Cultura Pop
Ator de 'Mad Max' morre aos 76 anos após batalha contra doença renal
Kjell Nilsson faleceu nesta quinta-feira em Queensland, na Austrália; ele lutava contra doença há quatro anos
O ator Kjell Nilsson , conhecido por seu papel em “Mad Max”, morreu aos 76 anos na quinta-feira, em Queensland, na Austrália, após uma longa batalha de quatro anos contra uma doença renal .
Nascido na Suécia, o artista também foi um levantador de peso de nível olímpico, característica que foi destacada quando interpretou o personagem Lord Humungus em "Mad Max 2".
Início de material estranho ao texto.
//! Compiles pipe specifications into executable pipes.

use super::pipe::{CompiledPipe, PipeFitting, Stage, StageBinding};
use super::spec::{HandlerSpec, PipesConfig, StepSpec};
use crate::errors::{CycleDetectedError, PipeConfigError};
use crate::fittings::{FittingDef, FittingRegistry, PipelineRuntime};
use std::collections::{BTreeMap, HashSet};
use std::sync::Arc;
use tracing::info;

/// Builds every pipe of a [`PipesConfig`] once, at start-up.
///
/// A string reference resolves to a named fitting definition first, then to
/// another pipe, then to a registered fitting factory.
#[derive(Debug)]
pub struct PipeBuilder<'a> {
    config: &'a PipesConfig,
    registry: &'a FittingRegistry,
    runtime: &'a PipelineRuntime,
    compiled: BTreeMap<String, Arc<CompiledPipe>>,
}

impl<'a> PipeBuilder<'a> {
    /// Creates a builder over parsed pipe definitions.
    #[must_use]
    pub fn new(config: &'a PipesConfig, registry: &'a FittingRegistry, runtime: &'a PipelineRuntime) -> Self {
        Self {
            config,
            registry,
            runtime,
            compiled: BTreeMap::new(),
        }
    }

    /// Compiles all pipes.
    ///
    /// # Errors
    ///
    /// Returns an error for reference cycles, malformed steps, unknown
    /// fittings, and fitting configuration rejected by its factory.
    pub fn build(mut self) -> Result<BTreeMap<String, Arc<CompiledPipe>>, PipeConfigError> {
        self.detect_cycles()?;

        let config = self.config;
        for name in config.pipes.keys() {
            self.compile(name)?;
        }

        info!(pipes = self.compiled.len(), "compiled pipes");
        Ok(self.compiled)
    }

    fn compile(&mut self, name: &str) -> Result<Arc<CompiledPipe>, PipeConfigError> {
        if let Some(pipe) = self.compiled.get(name) {
            return Ok(pipe.clone());
        }

        let config = self.config;
        let steps = config
            .pipes
            .get(name)
            .ok_or_else(|| PipeConfigError::unknown_fitting(name, name))?;

        let mut scope: Option<StageBinding> = None;
        let mut stages = Vec::with_capacity(steps.len());
        for step in steps {
            match step {
                StepSpec::OnError(HandlerSpec::Reference(reference)) => {
                    scope = Some(self.bind_reference(name, reference)?);
                }
                StepSpec::OnError(HandlerSpec::Inline(def)) => {
                    scope = Some(self.bind_definition(name, def)?);
                }
                StepSpec::Reference(reference) => match self.nested_pipe(reference)? {
                    Some(nested) => stages.extend(nested.stages().iter().map(|stage| Stage {
                        binding: stage.binding.clone(),
                        on_error: stage.on_error.clone().or_else(|| scope.clone()),
                    })),
                    None => stages.push(Stage {
                        binding: self.bind_reference(name, reference)?,
                        on_error: scope.clone(),
                    }),
                },
                StepSpec::Inline(def) => stages.push(Stage {
                    binding: self.bind_definition(name, def)?,
                    on_error: scope.clone(),
                }),
            }
        }

        let pipe = Arc::new(CompiledPipe::new(name, stages, self.runtime.events.clone()));
        info!(pipe = name, fittings = ?pipe.labels(), "compiled pipe");
        self.compiled.insert(name.to_string(), pipe.clone());
        Ok(pipe)
    }

    /// A referenced pipe, compiled; its stages are inlined at the reference
    /// and keep their own scopes, inheriting the outer one where they have none.
    fn nested_pipe(&mut self, reference: &str) -> Result<Option<Arc<CompiledPipe>>, PipeConfigError> {
        let config = self.config;
        if config.definitions.contains_key(reference) || !config.has_pipe(reference) {
            return Ok(None);
        }
        self.compile(reference).map(Some)
    }

    /// Resolves a reference to a single fitting. A pipe named here, which
    /// only happens for `onError` targets, runs as one [`PipeFitting`].
    fn bind_reference(&mut self, pipe: &str, reference: &str) -> Result<StageBinding, PipeConfigError> {
        let config = self.config;
        if let Some(def) = config.definitions.get(reference) {
            return self.bind_definition(pipe, def);
        }
        if config.has_pipe(reference) {
            let nested = self.compile(reference)?;
            return Ok(StageBinding::new(reference, Arc::new(PipeFitting::new(nested))));
        }
        self.bind_definition(pipe, &FittingDef::named(reference))
    }

    fn bind_definition(&self, pipe: &str, def: &FittingDef) -> Result<StageBinding, PipeConfigError> {
        let fitting = self.registry.create(pipe, def, self.runtime)?;
        Ok(StageBinding::new(def.name.clone(), fitting)
            .with_input(def.input.clone())
            .with_output(def.output.clone()))
    }

    /// Pipes a pipe refers to by name; definitions shadow pipes.
    fn pipe_references(&self, pipe: &str) -> Vec<&'a str> {
        let config = self.config;
        config
            .pipes
            .get(pipe)
            .into_iter()
            .flatten()
            .filter_map(|step| match step {
                StepSpec::Reference(name) | StepSpec::OnError(HandlerSpec::Reference(name)) => {
                    Some(name.as_str())
                }
                _ => None,
            })
            .filter(|name| !config.definitions.contains_key(*name) && config.has_pipe(name))
            .collect()
    }

    fn detect_cycles(&self) -> Result<(), CycleDetectedError> {
        let mut visited = HashSet::new();
        let mut rec_stack = HashSet::new();
        let mut path = Vec::new();

        let config = self.config;
        for name in config.pipes.keys() {
            if !visited.contains(name.as_str()) {
                if let Some(cycle) = self.dfs_cycle(name, &mut visited, &mut rec_stack, &mut path) {
                    return Err(CycleDetectedError::new(cycle));
                }
            }
        }

        Ok(())
    }

    fn dfs_cycle(
        &self,
        node: &'a str,
        visited: &mut HashSet<&'a str>,
        rec_stack: &mut HashSet<&'a str>,
        path: &mut Vec<&'a str>,
    ) -> Option<Vec<String>> {
        visited.insert(node);
        rec_stack.insert(node);
        path.push(node);

        for next in self.pipe_references(node) {
            if !visited.contains(next) {
                if let Some(cycle) = self.dfs_cycle(next, visited, rec_stack, path) {
                    return Some(cycle);
                }
            } else if rec_stack.contains(next) {
                let start = path.iter().position(|n| *n == next).unwrap_or(0);
                let mut cycle: Vec<String> = path[start..].iter().map(ToString::to_string).collect();
                cycle.push(next.to_string());
                return Some(cycle);
            }
        }

        path.pop();
        rec_stack.remove(node);
        None
    }
}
A informação da morte do ator foi divulgada por familiares em seu perfil do Facebook . Na publicação, os pais comunicaram que Kjell morreu "pacificamente durante o sono" enquanto permanecia aos cuidados dos filhos, após interrupção voluntariamente a diálise que fazia havia quatro anos e meio para tratar uma doença renal em estágio terminal. A decisão foi tomada após reflexão sobre o sofrimento causado pela doença.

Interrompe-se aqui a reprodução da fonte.